I don’t think my Roomba is broken. I think the wall outlet has a short. The house should be rewired. I don’t even want to think about how that would go with the quarter inch of sidewalk on the walls. But at least, when I plugged it into a different outlet, it came back to life.

Also, my chimney is fucked up and I have to get that taken care of.

I’m going to feel much better as things start getting done, but I feel like I’m doing an exceptionally bad job of getting them done.

Therapy

Hard day at therapy yesterday. But one thing I really like about this form of therapy is that it’s not so much focused on talking about feelings until there’s some catharsis, because, frankly, I know how to do that. Welcome to my blog, for instance.

But it’s a lot of “here’s how I feel. Here’s how I’d like to feel. How do I get there?” It gives me shit to do. Steps to take.

 

I Have Good Friends

One thing that I hate most about anxiety is that, even when good things are happening, I don’t always appreciate them. I feel like good things are happening to me right now, but they just seem so inconsequential.
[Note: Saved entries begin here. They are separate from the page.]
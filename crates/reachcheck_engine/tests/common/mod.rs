#![allow(dead_code)]

use std::collections::HashMap;
use std::sync::atomic::{AtomicUsize, Ordering};
use std::sync::{Arc, Mutex};
use std::time::Duration;

use reachcheck_engine::{EngineEvent, EventSink, ProbeVerdict, Prober};
use tokio_util::sync::CancellationToken;

/// Scripted prober: each URL answers with a fixed verdict after a fixed delay.
#[derive(Default)]
pub struct FakeProber {
    plan: HashMap<String, (Duration, ProbeVerdict)>,
    seen: Mutex<Vec<(String, Duration)>>,
    in_flight: AtomicUsize,
    peak: AtomicUsize,
}

impl FakeProber {
    pub fn new() -> Self {
        Self::default()
    }

    pub fn answer(mut self, url: &str, delay_ms: u64, verdict: ProbeVerdict) -> Self {
        self.plan
            .insert(url.to_string(), (Duration::from_millis(delay_ms), verdict));
        self
    }

    pub fn seen(&self) -> Vec<(String, Duration)> {
        self.seen.lock().unwrap().clone()
    }

    pub fn peak_in_flight(&self) -> usize {
        self.peak.load(Ordering::SeqCst)
    }
}

#[async_trait::async_trait]
impl Prober for FakeProber {
    async fn probe(
        &self,
        url: &str,
        timeout: Duration,
        cancel: &CancellationToken,
    ) -> ProbeVerdict {
        self.seen.lock().unwrap().push((url.to_string(), timeout));
        let now = self.in_flight.fetch_add(1, Ordering::SeqCst) + 1;
        self.peak.fetch_max(now, Ordering::SeqCst);

        let (delay, verdict) = self
            .plan
            .get(url)
            .copied()
            .unwrap_or((Duration::ZERO, ProbeVerdict::error()));
        let verdict = tokio::select! {
            _ = cancel.cancelled() => ProbeVerdict::cancelled(),
            _ = tokio::time::sleep(delay) => verdict,
        };

        self.in_flight.fetch_sub(1, Ordering::SeqCst);
        verdict
    }
}

#[derive(Default, Clone)]
pub struct RecordingSink {
    events: Arc<Mutex<Vec<EngineEvent>>>,
}

impl RecordingSink {
    pub fn new() -> Self {
        Self::default()
    }

    pub fn take(&self) -> Vec<EngineEvent> {
        self.events.lock().unwrap().drain(..).collect()
    }
}

impl EventSink for RecordingSink {
    fn emit(&self, event: EngineEvent) {
        self.events.lock().unwrap().push(event);
    }
}

pub fn progress_pairs(events: &[EngineEvent]) -> Vec<(usize, usize)> {
    events
        .iter()
        .filter_map(|event| match event {
            EngineEvent::Progress { progress, .. } => Some((progress.completed, progress.total)),
            _ => None,
        })
        .collect()
}
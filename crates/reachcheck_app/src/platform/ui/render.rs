use reachcheck_core::{
    AppViewModel, OutcomeReason, OutcomeRow, ProgressDisplay, RunSummaryView, SessionState,
};

/// Turns successive view models into terminal lines, printing only what changed.
pub struct TerminalRenderer {
    last_session: SessionState,
    last_progress: ProgressDisplay,
    last_notice: Option<String>,
    clock: fn() -> String,
}

impl TerminalRenderer {
    pub fn new(clock: fn() -> String) -> Self {
        Self {
            last_session: SessionState::Idle,
            last_progress: ProgressDisplay::Idle,
            last_notice: None,
            clock,
        }
    }

    pub fn render(&mut self, view: &AppViewModel) -> Vec<String> {
        let mut lines = Vec::new();

        if view.notice != self.last_notice {
            if let Some(notice) = &view.notice {
                lines.push(format!("Notice: {notice}"));
            }
            self.last_notice = view.notice.clone();
        }

        match (self.last_session, view.session) {
            (SessionState::Idle, SessionState::Running) => {
                let category = view.category.as_deref().unwrap_or("?");
                lines.push(format!("Checking {category}..."));
                self.last_progress = ProgressDisplay::Idle;
            }
            (SessionState::Running, SessionState::Cancelling) => {
                lines.push("Cancelling...".to_string());
            }
            _ => {}
        }

        if view.session != SessionState::Idle && view.progress != self.last_progress {
            if let ProgressDisplay::Percent(_) = view.progress {
                lines.push(format!(
                    "Progress: {} ({}/{})",
                    view.progress, view.completed, view.total
                ));
            }
            self.last_progress = view.progress;
        }

        if self.last_session != SessionState::Idle && view.session == SessionState::Idle {
            if let Some(summary) = view.summary {
                lines.extend(self.render_results(view, summary));
            }
        }

        self.last_session = view.session;
        lines
    }

    fn render_results(&self, view: &AppViewModel, summary: RunSummaryView) -> Vec<String> {
        let mut lines = Vec::new();
        if summary.total == 0 {
            lines.push("Nothing to check.".to_string());
            return lines;
        }

        if view.show_working_section() {
            lines.push(format!("Working ({}):", view.working.len()));
            lines.extend(view.working.iter().map(format_row));
        }
        if view.show_not_working_section() {
            lines.push(format!("Not Working ({}):", view.not_working.len()));
            lines.extend(view.not_working.iter().map(format_row));
        }
        if view.hidden_unreachable > 0 {
            lines.push(format!(
                "({} unreachable endpoints hidden)",
                view.hidden_unreachable
            ));
        }

        let finished_at = (self.clock)();
        if summary.cancelled {
            lines.push(format!(
                "Cancelled after {} of {} checks: {} reachable, {} unreachable ({finished_at})",
                summary.working_count + summary.unreachable_count,
                summary.total,
                summary.working_count,
                summary.unreachable_count
            ));
        } else {
            lines.push(format!(
                "Result: {} of {} reachable, {} unreachable ({finished_at})",
                summary.working_count, summary.total, summary.unreachable_count
            ));
        }
        lines
    }
}

fn format_row(row: &OutcomeRow) -> String {
    match row.reason {
        OutcomeReason::Ok => format!("  [ OK ] {}  {}", row.name, row.url),
        OutcomeReason::Timeout => format!("  [DOWN] {}  {}  (timeout)", row.name, row.url),
        OutcomeReason::Error => format!("  [DOWN] {}  {}  (error)", row.name, row.url),
    }
}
I’m an anxious mess about, in no order, getting the lawn mowed, getting the kitchen ready for the guy to come in and fix the floor and the steps, coordinating getting to the therapist with getting the guy fixing the floor paid, how little progress I’ve made on the bombing story in recent weeks, whether I’m supposed to be doing something but just don’t know it with the secret project.

And there’s madness at work. Most frustratingly, me trying to pay people who won’t return my calls and emails so they can get paid.

I was supposed to have lunch with a friend today and I just had to cancel because I was feeling so overwhelmed and anxious–like, if I work through lunch, maybe I can leave early and get the house in order. The dude comes at 7 in the morning!

I’m just ranting here.

I feel helpless, like the country is going to shit and there’s nothing to be done about it. I have so much I need to do in my private life, but everything is anxiety producing. I need to get the kitchen floor fixed, but what if the economy tanks and I lose my job and then I don’t have that money because I chose to fix the floor?

So, anyway, that’s my headspace today.

On the other hand, I think I may have solved the dog’s flea problem.